Helena becomes immersed in an alternate world comprised of her drawings.  Everyone except her wears a mask to show (or hide) their emotions.  A dark force is taking over the land, and the benevolent Light Queen has fallen into a deep sleep from which she can’t awake, spurring Helena to embark on a quest to retrieve the fabled MirrorMask and revive the queen.  Accompanied by one of the land’s residents, (Jason Barry as the enigmatic Valentine), and assisted by her Really Useful Book, she must find the mask before it’s too late.  Gina McKee plays the three most pivotal roles in Helena’s life, as her ailing mother, the Dark Queen and the Light Queen. The Dark and Light Queens reflect Helena’s ambivalence toward her mother, and Leonidas’ turn as her mirror-self Anti-Helena reinforces her conflicted frame of mind.
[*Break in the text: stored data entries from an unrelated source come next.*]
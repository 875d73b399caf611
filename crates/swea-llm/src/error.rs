use thiserror::Error;

#[derive(Debug, Error)]
pub enum LlmError {
    #[error("no API key configured for {0}")]
    MissingApiKey(&'static str),

    #[error("network error: {0}")]
    Network(String),

    #[error("request timed out")]
    Timeout,

    #[error("rate limited: {0}")]
    RateLimited(String),

    #[error("provider returned {status}: {message}")]
    Api { status: u16, message: String },

    #[error("invalid provider response: {0}")]
    InvalidResponse(String),
}

impl LlmError {
    /// HTTP status of the failed request, when the provider answered at all.
    pub fn status(&self) -> Option<u16> {
        match self {
            LlmError::Api { status, .. } => Some(*status),
            LlmError::RateLimited(_) => Some(429),
            _ => None,
        }
    }
}

impl From<reqwest::Error> for LlmError {
    fn from(e: reqwest::Error) -> Self {
        if e.is_timeout() {
            LlmError::Timeout
        } else if e.is_decode() {
            LlmError::InvalidResponse(e.to_string())
        } else {
            LlmError::Network(e.to_string())
        }
    }
}
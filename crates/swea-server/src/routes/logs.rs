use axum::extract::State;
use axum::Json;

use super::blocking;
use crate::error::AppError;
use crate::state::AppState;

/// GET /api/logs: server log file contents, empty when nothing was logged yet.
pub async fn get_logs(State(app): State<AppState>) -> Result<Json<serde_json::Value>, AppError> {
    let path = swea_core::paths::log_path(&app.root);
    let logs = blocking(move || swea_core::io::read_or_empty(&path)).await?;
    Ok(Json(serde_json::json!({ "logs": logs })))
}
use anyhow::Result;

use crate::client::{ApiClient, DEFAULT_TIMEOUT};
use crate::output::print_json;

pub fn state(server: &str, project: &str, json: bool) -> Result<()> {
    let client = ApiClient::new(server, DEFAULT_TIMEOUT);
    let resp = client.post_project("/api/get-agent-state", project)?;
    let state = &resp["state"];
    if json {
        return print_json(state);
    }
    if state.is_null() {
        println!("No agent state recorded for '{project}'.");
        return Ok(());
    }
    let flag = |key: &str| state[key].as_bool().unwrap_or(false);
    let text = |key: &str| state[key].as_str().unwrap_or("-").to_string();
    println!("Project:        {project}");
    println!("Active:         {}", flag("agent_is_active"));
    println!("Completed:      {}", flag("completed"));
    println!("Run:            {} ({})", text("run_id"), text("run_kind"));
    println!("Model:          {}", text("model_id"));
    println!("Search engine:  {}", text("search_engine"));
    println!("Token usage:    {}", state["token_usage"]);
    println!("Updated:        {}", text("updated_at"));
    Ok(())
}

pub fn tokens(server: &str, project: &str, json: bool) -> Result<()> {
    let client = ApiClient::new(server, DEFAULT_TIMEOUT);
    let resp = client.get_query("/api/token-usage", &[("project_name", project)])?;
    if json {
        return print_json(&resp);
    }
    println!("{}", resp["token_usage"]);
    Ok(())
}

pub fn stop(server: &str, project: &str, json: bool) -> Result<()> {
    let client = ApiClient::new(server, DEFAULT_TIMEOUT);
    let resp = client.post_project("/api/stop-agent", project)?;
    if json {
        return print_json(&resp);
    }
    if resp["stopped"].as_bool().unwrap_or(false) {
        println!("Stopped the active run for '{project}'.");
    } else {
        println!("No active run for '{project}'.");
    }
    Ok(())
}
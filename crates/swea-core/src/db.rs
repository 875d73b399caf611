//! Shared redb handle for the project and agent-state stores.
//!
//! # Table design
//!
//! Both tables are keyed by project name and hold a single JSON document per
//! project:
//! ```text
//! projects      name -> ProjectRecord { name, created_at, messages: [...] }
//! agent_states  name -> [AgentState, ...]   (oldest first, latest = last)
//! ```
//!
//! Every mutation is a read-modify-write inside one redb write transaction.
//! redb admits a single writer at a time and readers only see committed
//! transactions, so a reader never observes a half-written record and two
//! writers for the same project cannot lose each other's updates.

use std::path::Path;
use std::sync::Arc;

use redb::{Database, TableDefinition};

use crate::error::{Result, SweaError};

// ---------------------------------------------------------------------------
// Table definitions
// ---------------------------------------------------------------------------

/// Key: project name. Value: JSON-encoded `ProjectRecord`.
pub(crate) const PROJECTS: TableDefinition<&str, &[u8]> = TableDefinition::new("projects");

/// Key: project name. Value: JSON-encoded `Vec<AgentState>`.
pub(crate) const AGENT_STATES: TableDefinition<&str, &[u8]> =
    TableDefinition::new("agent_states");

// ---------------------------------------------------------------------------
// Open
// ---------------------------------------------------------------------------

/// Open or create the database at `path`, creating both tables so later read
/// transactions never hit a missing table.
pub fn open(path: &Path) -> Result<Arc<Database>> {
    if let Some(parent) = path.parent() {
        std::fs::create_dir_all(parent)?;
    }
    let db = Database::create(path).map_err(db_err)?;
    let wt = db.begin_write().map_err(db_err)?;
    wt.open_table(PROJECTS).map_err(db_err)?;
    wt.open_table(AGENT_STATES).map_err(db_err)?;
    wt.commit().map_err(db_err)?;
    Ok(Arc::new(db))
}

/// Map any redb error into `SweaError::Storage`.
pub(crate) fn db_err(e: impl Into<redb::Error>) -> SweaError {
    SweaError::Storage(e.into().to_string())
}

#[cfg(test)]
mod tests {
    use super::*;
    use tempfile::TempDir;

    #[test]
    fn open_creates_parent_dirs_and_is_reopenable() {
        let dir = TempDir::new().unwrap();
        let path = dir.path().join(".swea/swea.db");
        {
            let _db = open(&path).unwrap();
        }
        assert!(path.exists());
        open(&path).unwrap();
    }
}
Director Dave McKean* renders Gaiman’s richly imagined fantasy world on an impossibly small budget (approximately $4 million).  The surrealist computer-animated landscapes and absurd creatures that inhabit the fantasy world were realized for less than most big-budget productions spend on actors.  The film’s look owed much to necessity, based on limitations of time, money and technology.  McKean relied heavily on improvisation from his relatively small crew, stating that many of the effects and designs were “made up on the fly.”  While the end results aren’t exactly cutting edge, many of the images are delightfully trippy.  A favorite sequence involves Helena being clothed by a group of animated dolls, singing the creepiest rendition of the Carpenters’ “Close to You” that you’re ever likely to hear.

* If Gaiman’s Sandman graphic novels are ever realized in movie or miniseries form, McKean should be on his short list of possible directors.

Some reviewers will likely opine that MirrorMask is too dark or scary for kids, but as a parent I tend to think that’s selling our kids short.  We want to keep children protected from the evils of the world, so we bubble wrap them in sanitized movies populated with cute characters that spout rapid-fire, but hollow, quips.  Many of today’s kids movies have become well-oiled machines that push all the right buttons but never really challenge the viewer’s imagination or intellect.  MirrorMask’s protagonist deals with issues that most of us would rather sweep under the rug.  Helena must cope with her guilt about wishing things that she didn’t really mean.  In the midst of her inner and outer quest, she has to confront her darker side, another self that isn’t particularly nice or considerate, but still a part of the whole.  By keeping its audience a little on edge throughout, MirrorMask respects kids’ intelligence and resilience to embrace a character grappling with her ambivalence.  It’s a formula that might seem a bit off-putting to some, but will likely entrance many others.  While it’s a bit rough around the edges, MirrorMask ultimately soars thanks to witty dialogue and a wealth of imagination.